## What to do:
Take each line of the data that contains the string "while" and copy it.

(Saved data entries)
//! Composes the codec, receiver, and FIFO queue into a single framed
//! bidirectional connection, and routes decoded messages to either the
//! `Evaluator` port (for `CMD`) or the host's `Dispatcher` (everything
//! else).

use std::sync::atomic::{AtomicU64, Ordering};

use tokio::io::{AsyncRead, AsyncReadExt, AsyncWrite};
use tracing::{debug, info, warn};

use crate::codec;
use crate::content::{self, Category};
use crate::errors::{Result, XenError};
use crate::evaluator::{Evaluator, NullEvaluator};
use crate::queue::Queue;
use crate::receiver::Receiver;

/// Default text encoding a new `Channel` starts with (`spec` §4.5).
pub const DEFAULT_ENCODING: &str = "iso8859-1";

/// Size of the one-shot read buffer used by [`Channel::receive_once`].
const READ_CHUNK_SIZE: usize = 8192;

/// A decoded message, ready for routing.
///
/// `Unknown` carries a category literal that didn't match one of the four
/// known categories (`spec` §4.3: category validity is enforced at dispatch
/// time, not parse time). `Raw` is what binary-mode channels produce — no
/// envelope parsing happens in binary mode.
#[derive(Debug, Clone, PartialEq, Eq)]
pub enum Message {
    Cmd { serial: u64, text: String },
    Evt { serial: u64, text: String },
    Okay { serial: u64, text: String },
    Fail { serial: u64, text: String },
    Unknown { category: String, serial: u64, text: String },
    Raw(Vec<u8>),
}

/// The host-supplied callback for everything a `Channel` receives other
/// than `CMD` (which goes to the `Evaluator` instead).
pub trait Dispatcher: Send {
    fn on_event(&mut self, serial: u64, text: &str);
    fn on_result(&mut self, serial: u64, text: &str);
    fn on_error(&mut self, serial: u64, text: &str);
    fn on_unknown_category(&mut self, raw_category: &str, serial: u64, text: &str);
    fn on_raw(&mut self, payload: &[u8]);
}

/// Prints every message to the `tracing` diagnostic stream. The default
/// dispatcher a `Channel` starts with, restored by `set_dispatcher(None)`.
#[derive(Debug, Default)]
pub struct PrintDispatcher;

impl Dispatcher for PrintDispatcher {
    fn on_event(&mut self, serial: u64, text: &str) {
        info!(serial, text, "EVT");
    }

    fn on_result(&mut self, serial: u64, text: &str) {
        info!(serial, text, "OK");
    }

    fn on_error(&mut self, serial: u64, text: &str) {
        info!(serial, text, "ERR");
    }

    fn on_unknown_category(&mut self, raw_category: &str, serial: u64, text: &str) {
        warn!(raw_category, serial, text, "unknown category");
    }

    fn on_raw(&mut self, payload: &[u8]) {
        info!(len = payload.len(), "RAW");
    }
}

/// A framed, bidirectional message connection over a single transport.
///
/// `T` is any async byte stream — a `TcpStream`, a Unix pipe pair joined
/// with `tokio::io::join`, or anything else satisfying the bound. There is
/// no blocking variant of `Channel` itself; `codec`/`receiver` underneath
/// it are transport-agnostic and expose a blocking `codec::read_frame`/
/// `write_frame` pair for callers that need to drive them over a plain
/// `std::io::{Read, Write}` pipe directly (`spec` §9's "mixed
/// blocking/non-blocking transports" strategy).
pub struct Channel<T> {
    transport: T,
    encoding: String,
    receiver: Receiver,
    pending: Queue<Message>,
    send_serial: AtomicU64,
    dispatcher: Box<dyn Dispatcher>,
    evaluator: Box<dyn Evaluator>,
    closed: bool,
}

impl<T> Channel<T>
where
    T: AsyncRead + AsyncWrite + Unpin + Send,
{
    /// Wrap `transport` in a new channel. Starts with the default encoding
    /// (`iso8859-1`), a `PrintDispatcher`, and a `NullEvaluator` — install
    /// a real evaluator with [`Channel::set_evaluator`] before driving
    /// `CMD` traffic through it.
    pub fn new(transport: T) -> Self {
        Self {
            transport,
            encoding: DEFAULT_ENCODING.to_string(),
            receiver: Receiver::default(),
            pending: Queue::new(),
            send_serial: AtomicU64::new(0),
            dispatcher: Box::new(PrintDispatcher),
            evaluator: Box::new(NullEvaluator),
            closed: false,
        }
    }

    pub fn with_encoding(mut self, encoding: impl Into<String>) -> Self {
        self.encoding = encoding.into();
        self
    }

    pub fn with_evaluator(mut self, evaluator: Box<dyn Evaluator>) -> Self {
        self.evaluator = evaluator;
        self
    }

    /// Replace the dispatch callback. `None` restores the default printer
    /// (`spec` §4.5: "`nil/null/none` restores the default printer").
    pub fn set_dispatcher(&mut self, dispatcher: Option<Box<dyn Dispatcher>>) {
        self.dispatcher = dispatcher.unwrap_or_else(|| Box::new(PrintDispatcher));
    }

    pub fn set_evaluator(&mut self, evaluator: Box<dyn Evaluator>) {
        self.evaluator = evaluator;
    }

    pub fn is_closed(&self) -> bool {
        self.closed
    }

    pub fn pending_len(&self) -> usize {
        self.pending.len()
    }

    /// Send a `CMD` frame. Returns the serial assigned to it — strictly
    /// greater than every serial returned by a prior successful
    /// `send_command`/`send_event` call on this channel.
    pub async fn send_command(&mut self, text: &str) -> Result<u64> {
        let serial = self.next_serial();
        self.send_envelope(Category::Cmd, serial, text).await?;
        Ok(serial)
    }

    /// Send an `EVT` frame. Returns the assigned serial.
    pub async fn send_event(&mut self, text: &str) -> Result<u64> {
        let serial = self.next_serial();
        self.send_envelope(Category::Evt, serial, text).await?;
        Ok(serial)
    }

    /// Send an `OK` reply correlated to `id`.
    pub async fn send_result(&mut self, id: u64, text: &str) -> Result<()> {
        self.send_envelope(Category::Okay, id, text).await
    }

    /// Send an `ERR` reply. `id == 0` denotes an error not tied to any
    /// specific command.
    pub async fn send_error(&mut self, id: u64, text: &str) -> Result<()> {
        self.send_envelope(Category::Fail, id, text).await
    }

    /// Send a raw, unframed-envelope payload (binary transport mode).
    pub async fn send_raw(&mut self, payload: &[u8]) -> Result<()> {
        if self.closed {
            return Err(XenError::Closed);
        }
        codec::write_frame_async(&mut self.transport, payload).await?;
        Ok(())
    }

    async fn send_envelope(&mut self, category: Category, serial: u64, text: &str) -> Result<()> {
        if self.closed {
            return Err(XenError::Closed);
        }
        let envelope = content::format(category, serial, text);
        let payload = codec::encode_text(&envelope, &self.encoding)?;
        codec::write_frame_async(&mut self.transport, &payload).await?;
        Ok(())
    }

    fn next_serial(&self) -> u64 {
        self.send_serial.fetch_add(1, Ordering::SeqCst) + 1
    }

    /// Read whatever bytes are available in one call, feed them to the
    /// receiver, and push every resulting message onto the pending FIFO.
    ///
    /// Returns the number of messages pushed. Returns
    /// `Err(XenError::Closed)` (after marking the channel closed) on EOF.
    /// Any `Protocol`/`Format`/`Transport` error also closes the channel,
    /// per `spec` §7.
    pub async fn receive_once(&mut self) -> Result<usize> {
        if self.closed {
            return Err(XenError::Closed);
        }

        let mut buf = [0u8; READ_CHUNK_SIZE];
        let n = match self.transport.read(&mut buf).await {
            Ok(0) => {
                debug!("transport EOF, closing channel");
                self.closed = true;
                return Err(XenError::Closed);
            }
            Ok(n) => n,
            Err(e) => {
                warn!(error = %e, "transport read failed, closing channel");
                self.closed = true;
                return Err(XenError::Transport(e));
            }
        };

        let payloads = match self.receiver.feed(&buf[..n]) {
            Ok(payloads) => payloads,
            Err(e) => {
                warn!(error = %e, "protocol error, closing channel");
                self.closed = true;
                return Err(e);
            }
        };

        let mut pushed = 0;
        for payload in payloads {
            match self.decode_message(payload) {
                Ok(message) => {
                    self.pending.push(message);
                    pushed += 1;
                }
                Err(e) => {
                    warn!(error = %e, "malformed envelope, closing channel");
                    self.closed = true;
                    return Err(e);
                }
            }
        }
        Ok(pushed)
    }

    fn decode_message(&self, payload: Vec<u8>) -> Result<Message> {
        if self.encoding == "binary" {
            return Ok(Message::Raw(payload));
        }
        let text = codec::decode_text(&payload, &self.encoding)?;
        let envelope = content::parse(&text).map_err(|e| match e {
            XenError::Format(msg) => XenError::Protocol(msg),
            other => other,
        })?;
        Ok(match envelope.category {
            Ok(Category::Cmd) => Message::Cmd {
                serial: envelope.serial,
                text: envelope.text,
            },
            Ok(Category::Evt) => Message::Evt {
                serial: envelope.serial,
                text: envelope.text,
            },
            Ok(Category::Okay) => Message::Okay {
                serial: envelope.serial,
                text: envelope.text,
            },
            Ok(Category::Fail) => Message::Fail {
                serial: envelope.serial,
                text: envelope.text,
            },
            Err(unknown) => Message::Unknown {
                category: unknown.0,
                serial: envelope.serial,
                text: envelope.text,
            },
        })
    }

    /// Pop and route exactly one pending message. Returns `true` if a
    /// message was routed, `false` if the FIFO was empty (the host's
    /// signal to stop re-arming the drain for now).
    ///
    /// Routes `CMD` through the `Evaluator`; everything else through the
    /// `Dispatcher`. Evaluation failures produce an `ERR` reply and never
    /// close the channel (`spec` §7).
    pub async fn drain_one(&mut self) -> Result<bool> {
        let message = match self.pending.pop() {
            Some(m) => m,
            None => return Ok(false),
        };

        match message {
            Message::Cmd { serial, text } => match self.evaluator.evaluate(&text) {
                Ok(value) => self.send_result(serial, &value).await?,
                Err(error_text) => self.send_error(serial, &error_text).await?,
            },
            Message::Evt { serial, text } => self.dispatcher.on_event(serial, &text),
            Message::Okay { serial, text } => self.dispatcher.on_result(serial, &text),
            Message::Fail { serial, text } => self.dispatcher.on_error(serial, &text),
            Message::Unknown {
                category,
                serial,
                text,
            } => self
                .dispatcher
                .on_unknown_category(&category, serial, &text),
            Message::Raw(payload) => self.dispatcher.on_raw(&payload),
        }
        Ok(true)
    }

    /// Drive the channel to completion: alternates `receive_once` with
    /// draining every pending message, the cooperative-yield translation
    /// of "idle-time, one message per tick" from `spec` §4.5 — there is no
    /// separate host event loop here, so "idle" is simply "between reads".
    /// Returns normally on a clean close; propagates any other error.
    pub async fn run(&mut self) -> Result<()> {
        loop {
            match self.receive_once().await {
                Ok(_) => {}
                Err(XenError::Closed) => {
                    while self.drain_one().await? {}
                    return Ok(());
                }
                Err(e) => return Err(e),
            }
            while self.drain_one().await? {}
        }
    }

    pub fn close(&mut self) {
        self.closed = true;
    }
}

## Result for this exercise:
                    while self.drain_one().await? {}
            while self.drain_one().await? {}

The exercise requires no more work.